The distance is 70.4-feet and the opposed and angle back towards the henge is 314.1818182-degrees.

This distance, when converted to a plotting circle equals 768/1250ths of a foot per degree of arc.The sum of 70.4-feet equals 1/75th of a mile.

It would appear that the tutors used this position to teach the varied expressions of PI, including the more rounded renditions of 3.15 & 3.125.

Leg 13.

The distance is 77-feet and the return angle of travel is 312.5-degrees.

There were 3.125-miles in the ancient British league of 16500-feet.

Leg 14.

The distance is 79.2-feet and the angle is 148.5-degrees.

The smallest increment in the "11" series of lengths was the link @ 7.92-inches, so this leg-length would be 120 links. The diameter of the Earth is 7920-miles. The length of this leg of travel X 3.141818182 = 248.832-feet or 864/1250ths of a foot per degree of arc for a circumference based upon this diameter. Under the other navigational system seen to be running side-by side to this one being discussed, the equatorial circumference was 24883.2-Greek miles. That navigational method, as taught on the West Kennet Avenue, will be discussed in depth as we proceed.

The value of 148.5 = 6 X 24.75. It will be remembered that the equatorial circumference of the Earth coded by this line of increments on the West Kennet Avenue is 24750-miles of 5280-feet each. The "Y"-Holes Circle at Stonehenge, measuring 178.2-feet diameter = 2.475-feet X 72. Similarly, the "Z"-Holes Circle at Stonehenge, measuring 132-feet (1584-inches) diameter = 24.75-inches X 64.

An increment of length that was coded into landscapes from Britain to Nazca Peru is based upon the value 891 (2.475 X 360) and it's very apparent that an increment based upon 2475 was much used in navigational calculations 5000-years ago. The angle value of 148.5 X 3.141818182 = 466.56. At Stonehenge, a marker in the Avenue indicates the rim of a circle that was intended to convey 466.56-feet of design diameter.

A circle with a circumference of 466.56-feet would be 1.296-feet (15.552-inches) per degree of arc. There would be 53 & 1/3rd increments of 466.56-miles in the 24883.2-mile circumference. Alternatively, there would be 192 increments of 129.6-miles in the 24883.2-mile circumference. The sum of 1555.2-miles would represent 1/16th of the 24883.2-mile circumference.

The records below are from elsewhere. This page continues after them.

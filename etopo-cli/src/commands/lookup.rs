use anyhow::{Context, Result};
use etopo::LookupResult;
use etopo_service::ApiResponse;
use std::path::PathBuf;

pub fn run(data_dir: Option<PathBuf>, prefix: String, locations: String) -> Result<()> {
    let service = super::build_service(data_dir, prefix)?;

    let results = service
        .lookup(&locations)
        .context("Failed to look up locations")?;

    println!("{}", render(results)?);

    Ok(())
}

/// Render results as the body the HTTP service returns.
fn render(results: Vec<LookupResult>) -> Result<String> {
    Ok(serde_json::to_string_pretty(&ApiResponse::ok(results))?)
}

The sum of 1296-years would be half the duration of the Precession of the Equinoxes (25920-years).

Leg 15.

The distance is 88-feet and the angle is 146.66666-degrees towards the Sanctuary.

The distance, of course, converts to a circumference of 88-feet X 3.141818182 = 276.48-feet. This means that each degree of arc = 9.216-inches or .768 (96/125ths) of a foot. The sum of 921.6-miles would be 1/27th of the 24883.2-mile circumference.

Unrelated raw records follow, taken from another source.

//! Batched elevation lookup service.
//!
//! This module provides [`LookupService`], the high-level entry point that
//! turns a `lat,lon|lat,lon|...` request into one interpolated elevation per
//! point.
//!
//! A lookup runs in four steps:
//!
//! 1. parse and validate every point (one bad point fails the whole batch)
//! 2. map each point to its grid coordinate and four surrounding cells
//! 3. read all distinct cells in one batched [`DatasetReader::fetch`]
//! 4. interpolate each point and assemble results in input order
//!
//! ```ignore
//! use etopo::LookupServiceBuilder;
//!
//! let service = LookupServiceBuilder::new("/data/etopo").build()?;
//!
//! for result in service.lookup("27.9881,86.9250|35.3606,138.7274")? {
//!     println!("{}: {}m", result.point, result.elevation);
//! }
//! ```

use std::collections::HashSet;
use std::path::{Path, PathBuf};

use crate::config::{DatasetConfig, DEFAULT_SHARD_PREFIX};
use crate::error::{EtopoError, Result};
use crate::grid::{CellIndex, CellQuad, CoordinateMapper, GeoPoint, GridCoordinate};
use crate::interpolate::interpolate;
use crate::reader::{DatasetReader, ShardReport};

/// Elevation at one requested point.
#[derive(Debug, Clone, Copy, PartialEq)]
pub struct LookupResult {
    /// The point as requested.
    pub point: GeoPoint,
    /// Interpolated elevation in metres, rounded to the nearest integer.
    pub elevation: i32,
    /// Dataset resolution.
    pub resolution: i32,
}

/// Parse a `|`-separated list of `lat,lon` pairs.
///
/// # Errors
///
/// - [`EtopoError::EmptyRequest`] if the input is empty or blank
/// - [`EtopoError::InvalidLocation`] for the first entry that is malformed or
///   out of bounds, carrying its zero-based index
///
/// # Examples
///
/// ```
/// use etopo::service::parse_locations;
///
/// let points = parse_locations("0,0|-33.9,151.2").unwrap();
/// assert_eq!(points.len(), 2);
/// assert!(parse_locations("").is_err());
/// ```
pub fn parse_locations(raw: &str) -> Result<Vec<GeoPoint>> {
    if raw.trim().is_empty() {
        return Err(EtopoError::EmptyRequest);
    }

    raw.split('|')
        .enumerate()
        .map(|(index, entry)| {
            entry
                .parse::<GeoPoint>()
                .map_err(|e| EtopoError::InvalidLocation {
                    index,
                    source: Box::new(e),
                })
        })
        .collect()
}

/// Elevation lookup over a sharded global raster.
///
/// The service holds no mutable state and is safe to share between threads
/// (e.g. behind an `Arc` in an HTTP server). Every call opens the shard files
/// it needs and closes them before returning.
///
/// # Example
///
/// ```ignore
/// use etopo::LookupService;
///
/// let service = LookupService::builder("/data/etopo").build()?;
/// let everest = service.lookup_point(etopo::GeoPoint::new(27.9881, 86.9250)?)?;
/// println!("Elevation: {}m", everest.elevation);
/// ```
#[derive(Debug, Clone)]
pub struct LookupService {
    reader: DatasetReader,
    mapper: CoordinateMapper,
}

impl LookupService {
    /// Create a service over an existing reader.
    ///
    /// # Errors
    ///
    /// Returns [`EtopoError::InvalidConfig`] if the reader's geometry is invalid.
    pub fn new(reader: DatasetReader) -> Result<Self> {
        Ok(Self {
            mapper: CoordinateMapper::new(*reader.config())?,
            reader,
        })
    }

    /// Create a builder for the given data directory.
    pub fn builder<P: AsRef<Path>>(data_dir: P) -> LookupServiceBuilder {
        LookupServiceBuilder::new(data_dir)
    }

    /// Look up every point of a raw `lat,lon|lat,lon|...` request.
    ///
    /// Results are returned in request order. No partial results are produced:
    /// any invalid entry or read failure fails the whole request.
    ///
    /// # Errors
    ///
    /// Input errors ([`EtopoError::is_invalid_request`]) from
    /// [`parse_locations`], or dataset errors from [`Self::lookup_points`].
    pub fn lookup(&self, raw: &str) -> Result<Vec<LookupResult>> {
        let points = parse_locations(raw)?;
        self.lookup_points(&points)
    }

    /// Look up a batch of already validated points.
    ///
    /// Cells shared between points are read once.
    ///
    /// # Errors
    ///
    /// - [`EtopoError::DatasetUnavailable`] if a required shard cannot be read
    /// - [`EtopoError::InterpolationUndefined`] if a corner sample is absent
    pub fn lookup_points(&self, points: &[GeoPoint]) -> Result<Vec<LookupResult>> {
        let mapped: Vec<(GridCoordinate, CellQuad)> =
            points.iter().map(|p| self.mapper.map(p)).collect();

        let cells: HashSet<CellIndex> = mapped
            .iter()
            .flat_map(|(_, quad)| quad.corners())
            .collect();
        let samples = self.reader.fetch(cells)?;

        let resolution = self.reader.config().resolution;
        points
            .iter()
            .zip(&mapped)
            .map(|(point, (coord, quad))| {
                let corners = quad.corners().map(|cell| samples.get(&cell).copied());
                let z = interpolate(quad.offset(coord), corners).map_err(|e| {
                    tracing::error!(
                        point = %point,
                        quad = ?quad,
                        error = %e,
                        "Corner sample missing after a successful read"
                    );
                    e
                })?;

                Ok(LookupResult {
                    point: *point,
                    elevation: z.round() as i32,
                    resolution,
                })
            })
            .collect()
    }

    /// Look up a single point.
    pub fn lookup_point(&self, point: GeoPoint) -> Result<LookupResult> {
        let mut results = self.lookup_points(&[point])?;
        // lookup_points returns exactly one result per input point
        Ok(results.remove(0))
    }

    /// Check every expected shard file for presence and length.
    pub fn check_shards(&self) -> Vec<ShardReport> {
        self.reader.check_shards()
    }

    /// Number of shard files the dataset is made of.
    pub fn shard_count(&self) -> u32 {
        self.reader.shard_count()
    }

    /// Get the data directory path.
    pub fn data_dir(&self) -> &Path {
        self.reader.data_dir()
    }

    /// Shard file name prefix.
    pub fn shard_prefix(&self) -> &str {
        self.reader.prefix()
    }

    /// Dataset geometry.
    pub fn config(&self) -> &DatasetConfig {
        self.reader.config()
    }
}

/// Builder for creating [`LookupService`] with custom configuration.
///
/// # Example
///
/// ```ignore
/// use etopo::LookupServiceBuilder;
///
/// let service = LookupServiceBuilder::new("/data/etopo")
///     .shard_prefix("etopo1_bed_g_i2.bin")
///     .build()?;
/// ```
#[derive(Debug, Clone)]
pub struct LookupServiceBuilder {
    data_dir: PathBuf,
    shard_prefix: String,
    config: DatasetConfig,
}

impl LookupServiceBuilder {
    /// Create a new builder with the specified data directory and ETOPO1 geometry.
    pub fn new<P: AsRef<Path>>(data_dir: P) -> Self {
        Self {
            data_dir: data_dir.as_ref().to_path_buf(),
            shard_prefix: DEFAULT_SHARD_PREFIX.to_string(),
            config: DatasetConfig::etopo1(),
        }
    }

    /// Create a builder configured from environment variables.
    ///
    /// # Environment Variables
    ///
    /// | Variable | Description | Default |
    /// |----------|-------------|---------|
    /// | `ETOPO_DATA_DIR` | Directory containing shard files | Required |
    /// | `ETOPO_SHARD_PREFIX` | Shard file name prefix | `etopo1_ice_g_i2.bin` |
    ///
    /// # Errors
    ///
    /// Returns an error if `ETOPO_DATA_DIR` is not set.
    pub fn from_env() -> Result<Self> {
        let data_dir = std::env::var("ETOPO_DATA_DIR").map_err(|_| {
            EtopoError::Io(std::io::Error::new(
                std::io::ErrorKind::NotFound,
                "ETOPO_DATA_DIR environment variable not set",
            ))
        })?;

        let shard_prefix = std::env::var("ETOPO_SHARD_PREFIX")
            .ok()
            .filter(|s| !s.trim().is_empty())
            .unwrap_or_else(|| DEFAULT_SHARD_PREFIX.to_string());

        Ok(Self {
            data_dir: PathBuf::from(data_dir),
            shard_prefix,
            config: DatasetConfig::etopo1(),
        })
    }

    /// Set the data directory.
    ///
    /// Overrides the directory set in the constructor or from environment.
    pub fn data_dir<P: AsRef<Path>>(mut self, path: P) -> Self {
        self.data_dir = path.as_ref().to_path_buf();
        self
    }

    /// Set the shard file name prefix.
    pub fn shard_prefix(mut self, prefix: impl Into<String>) -> Self {
        self.shard_prefix = prefix.into();
        self
    }

    /// Set the dataset geometry. Defaults to ETOPO1.
    pub fn config(mut self, config: DatasetConfig) -> Self {
        self.config = config;
        self
    }

    /// Build the [`LookupService`].
    ///
    /// # Errors
    ///
    /// Returns [`EtopoError::InvalidConfig`] if the geometry is invalid.
    pub fn build(self) -> Result<LookupService> {
        let reader = DatasetReader::new(&self.data_dir, &self.shard_prefix, self.config)?;
        LookupService::new(reader)
    }
}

The angle of 146.6666666 (146 & 2/3rds) X 3.141818182 = 460.8 or (÷ 360) 1.28 per degree of arc.

Leg.16.

The distance is 68.75-feet and the angle remains 146.666666-degrees.

Under the 24750-mile assignment for the equatorial circumference, the sum of 68.75-miles would be 1-degree of arc. This length at West Kennet Avenue converts to a circle of 216-feet using PI @ 3.141818182 or .6 of a foot per degree of arc. There would be 115.2 increments of 216-miles in the 24883.2-mile equatorial circumference.

The sun spends 2160-years in each house of the zodiac during the 25920-year cycle of Precession. The ancient British Bushel volume was 2160 cubic inches. Here is one example of the recurring 216 value in ancient mathematical progressions, this time in a Babylonian volume standard.

BABYLONIAN CAPACITY.

1 Archane…… 129600 cubic inches, equals:
6 Homer…… @ 21600 cubic inches, or
36 Artaba….. @ 3600 cubic inches, or
216 Sutu…… @ 600 cubic inches, or
2160 Qa……. @ 60 cubic inches.

Having ventured 16 legs down the West Kennet Avenue, we'll take a little breather, then recommence. The Avenue markers are very complete for 32 legs for the "11" series and somewhat more for the "6&7" series. In time we should be able to calculate the exact positions where the missing markers once sat, sufficient for English Heritage archaeologists and other researchers to relocate the former positions with ground-penetrating radar.